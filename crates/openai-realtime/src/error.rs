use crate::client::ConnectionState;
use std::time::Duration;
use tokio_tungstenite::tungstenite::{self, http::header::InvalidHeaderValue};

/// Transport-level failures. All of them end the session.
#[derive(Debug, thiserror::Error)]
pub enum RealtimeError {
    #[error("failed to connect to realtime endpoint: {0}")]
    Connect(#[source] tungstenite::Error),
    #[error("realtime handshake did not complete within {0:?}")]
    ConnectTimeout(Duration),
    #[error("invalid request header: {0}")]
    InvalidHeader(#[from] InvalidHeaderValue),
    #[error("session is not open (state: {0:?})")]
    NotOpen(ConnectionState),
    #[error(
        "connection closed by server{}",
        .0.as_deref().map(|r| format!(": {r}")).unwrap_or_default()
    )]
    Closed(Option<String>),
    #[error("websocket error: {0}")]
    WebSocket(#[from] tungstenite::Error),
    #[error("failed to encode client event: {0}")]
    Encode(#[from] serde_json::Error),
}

- - - -

◆ Required action: The line containing "pub enum RealtimeError" marks where to begin; copy it and every later line exactly, through the end of the data.

◆ Response below:
pub enum RealtimeError {
    #[error("failed to connect to realtime endpoint: {0}")]
    Connect(#[source] tungstenite::Error),
    #[error("realtime handshake did not complete within {0:?}")]
    ConnectTimeout(Duration),
    #[error("invalid request header: {0}")]
    InvalidHeader(#[from] InvalidHeaderValue),
    #[error("session is not open (state: {0:?})")]
    NotOpen(ConnectionState),
    #[error(
        "connection closed by server{}",
        .0.as_deref().map(|r| format!(": {r}")).unwrap_or_default()
    )]
    Closed(Option<String>),
    #[error("websocket error: {0}")]
    WebSocket(#[from] tungstenite::Error),
    #[error("failed to encode client event: {0}")]
    Encode(#[from] serde_json::Error),
}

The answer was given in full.